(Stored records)

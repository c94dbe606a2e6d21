//! Daemon state shared by every connection.
//!
//! [`DaemonCore`] owns the instruments, the experiment registry and the status
//! cache of the current sequence. Requests are handled one at a time by the
//! server loop; the only concurrent writer of daemon state is the status relay
//! task, which copies snapshots from the running sequence into the cache.

use super::dispatch::Dispatcher;
use super::lifecycle::PidMarker;
use super::requests::RunSequenceResponse;
use crate::config::DaemonConfig;
use crate::error::{AppResult, LabError};
use crate::experiment::storage::default_sink;
use crate::experiment::{
    ExperimentContext, ExperimentRegistry, SequenceDefinition, SequenceRunner, SequenceStatus,
    SeriesSink,
};
use crate::hardware::{DriverRegistry, InstrumentSet};
use crate::serial::PortRegistry;
use std::path::Path;
use std::sync::{Arc, Mutex, MutexGuard, PoisonError};
use tokio::sync::{broadcast, watch};
use tokio::task::JoinHandle;
use tracing::{debug, info, warn};

/// Tasks belonging to the current sequence.
#[derive(Debug)]
struct ActiveSequence {
    name: String,
    runner: JoinHandle<SequenceStatus>,
    relay: JoinHandle<()>,
}

/// Shared daemon state. Always used behind an `Arc`.
pub struct DaemonCore {
    config: DaemonConfig,
    instruments: InstrumentSet,
    experiments: ExperimentRegistry,
    sink: Arc<dyn SeriesSink>,
    ports: PortRegistry,
    dispatcher: Dispatcher,
    status: Mutex<Option<SequenceStatus>>,
    active: Mutex<Option<ActiveSequence>>,
    pid_marker: Option<PidMarker>,
    shutdown: watch::Sender<bool>,
}

impl std::fmt::Debug for DaemonCore {
    fn fmt(&self, f: &mut std::fmt::Formatter<'_>) -> std::fmt::Result {
        f.debug_struct("DaemonCore")
            .field("address", &self.config.daemon.address)
            .field("instruments", &self.instruments)
            .field("dispatcher", &self.dispatcher)
            .finish()
    }
}

fn lock<T>(mutex: &Mutex<T>) -> MutexGuard<'_, T> {
    mutex.lock().unwrap_or_else(PoisonError::into_inner)
}

impl DaemonCore {
    pub fn builder(config: DaemonConfig) -> DaemonBuilder {
        DaemonBuilder::new(config)
    }

    pub fn config(&self) -> &DaemonConfig {
        &self.config
    }

    pub fn instruments(&self) -> &InstrumentSet {
        &self.instruments
    }

    pub fn ports(&self) -> &PortRegistry {
        &self.ports
    }

    /// Handle one request body; `None` for fire-and-forget requests.
    pub async fn dispatch(self: &Arc<Self>, message: &[u8]) -> Option<Vec<u8>> {
        self.dispatcher.dispatch(self, message).await
    }

    /// Copy of the most recent status snapshot, if a sequence was ever started.
    pub fn status_snapshot(&self) -> Option<SequenceStatus> {
        lock(&self.status).clone()
    }

    fn store_status(&self, status: SequenceStatus) {
        *lock(&self.status) = Some(status);
    }

    /// True while a sequence's runner task has not completed.
    pub fn is_sequence_running(&self) -> bool {
        lock(&self.active)
            .as_ref()
            .is_some_and(|active| !active.runner.is_finished())
    }

    /// Load, instantiate and launch a sequence in the background.
    ///
    /// The status cache holds the all-NOT_STARTED snapshot before this returns,
    /// so the next status request already sees the new sequence.
    pub fn start_sequence(self: &Arc<Self>, path: &Path) -> AppResult<RunSequenceResponse> {
        let mut active = lock(&self.active);
        if let Some(current) = active.as_ref() {
            if !current.runner.is_finished() {
                warn!(running = %current.name, "sequence rejected: another one is running");
                return Err(LabError::SequenceBusy);
            }
        }

        let definition = SequenceDefinition::load(path)?;
        let experiments = self.experiments.instantiate(&definition)?;
        let names: Vec<String> = experiments.iter().map(|e| e.name.clone()).collect();

        let runner = SequenceRunner::new(
            definition.name.clone(),
            experiments,
            ExperimentContext::new(self.instruments.clone()),
            Arc::clone(&self.sink),
            self.config.daemon.output_dir.clone(),
            self.config.daemon.status_channel_capacity,
        );
        let updates = runner.subscribe();
        self.store_status(runner.status());

        let relay = tokio::spawn(relay_status(Arc::clone(self), updates));
        let runner = tokio::spawn(runner.run());
        info!(sequence = %definition.name, experiments = names.len(), "sequence launched");

        *active = Some(ActiveSequence {
            name: definition.name.clone(),
            runner,
            relay,
        });

        Ok(RunSequenceResponse {
            sequence: definition.name,
            experiments: names,
        })
    }

    /// Wait until the current sequence, if any, has finished and its final
    /// snapshot is in the status cache.
    pub async fn wait_for_sequence(&self) {
        let active = lock(&self.active).take();
        if let Some(active) = active {
            if let Err(err) = active.runner.await {
                warn!(sequence = %active.name, error = %err, "sequence task failed");
            }
            if let Err(err) = active.relay.await {
                warn!(sequence = %active.name, error = %err, "status relay failed");
            }
        }
    }

    /// Remove the PID marker and tell the server loop to return.
    pub fn request_shutdown(&self) {
        self.remove_pid_marker();
        self.shutdown.send_replace(true);
    }

    pub fn shutdown_requested(&self) -> bool {
        *self.shutdown.borrow()
    }

    pub fn shutdown_signal(&self) -> watch::Receiver<bool> {
        self.shutdown.subscribe()
    }

    pub(crate) fn remove_pid_marker(&self) {
        if let Some(marker) = &self.pid_marker {
            if let Err(err) = marker.remove() {
                warn!(path = %marker.path().display(), error = %err, "failed to remove pid marker");
            }
        }
    }
}

/// Copy snapshots into the status cache until the sequence reports finished.
async fn relay_status(core: Arc<DaemonCore>, mut updates: broadcast::Receiver<SequenceStatus>) {
    loop {
        match updates.recv().await {
            Ok(status) => {
                let finished = status.is_finished();
                core.store_status(status);
                if finished {
                    break;
                }
            }
            Err(broadcast::error::RecvError::Lagged(skipped)) => {
                debug!(skipped, "status relay lagged behind");
            }
            Err(broadcast::error::RecvError::Closed) => break,
        }
    }
}

/// Assembles a [`DaemonCore`] from configuration.
pub struct DaemonBuilder {
    config: DaemonConfig,
    drivers: DriverRegistry,
    experiments: ExperimentRegistry,
    sink: Arc<dyn SeriesSink>,
    ports: Option<PortRegistry>,
    instruments: Option<InstrumentSet>,
    pid_marker: Option<PidMarker>,
}

impl DaemonBuilder {
    pub fn new(config: DaemonConfig) -> Self {
        Self {
            config,
            drivers: DriverRegistry::builtin(),
            experiments: ExperimentRegistry::with_builtin(),
            sink: default_sink(),
            ports: None,
            instruments: None,
            pid_marker: None,
        }
    }

    pub fn with_drivers(mut self, drivers: DriverRegistry) -> Self {
        self.drivers = drivers;
        self
    }

    pub fn with_experiments(mut self, experiments: ExperimentRegistry) -> Self {
        self.experiments = experiments;
        self
    }

    pub fn with_sink(mut self, sink: Arc<dyn SeriesSink>) -> Self {
        self.sink = sink;
        self
    }

    pub fn with_ports(mut self, ports: PortRegistry) -> Self {
        self.ports = Some(ports);
        self
    }

    /// Use these instruments instead of building them from `devices`.
    pub fn with_instruments(mut self, instruments: InstrumentSet) -> Self {
        self.instruments = Some(instruments);
        self
    }

    /// Remove this marker on shutdown.
    pub fn with_pid_marker(mut self, marker: PidMarker) -> Self {
        self.pid_marker = Some(marker);
        self
    }

    pub fn build(self) -> AppResult<Arc<DaemonCore>> {
        self.config.validate(&self.drivers)?;
        let ports = self.ports.unwrap_or_else(PortRegistry::system);
        let instruments = match self.instruments {
            Some(instruments) => instruments,
            None => self.drivers.create_all(&self.config.devices, &ports)?,
        };
        info!(
            instruments = instruments.len(),
            experiment_types = ?self.experiments.type_ids(),
            "daemon core ready"
        );

        let (shutdown, _) = watch::channel(false);
        Ok(Arc::new(DaemonCore {
            config: self.config,
            instruments,
            experiments: self.experiments,
            sink: self.sink,
            ports,
            dispatcher: Dispatcher::standard(),
            status: Mutex::new(None),
            active: Mutex::new(None),
            pid_marker: self.pid_marker,
            shutdown,
        }))
    }
}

* [The problem]
State how many lines in the entries above hold the word "Copy", with no further text.

* [Written reply]
2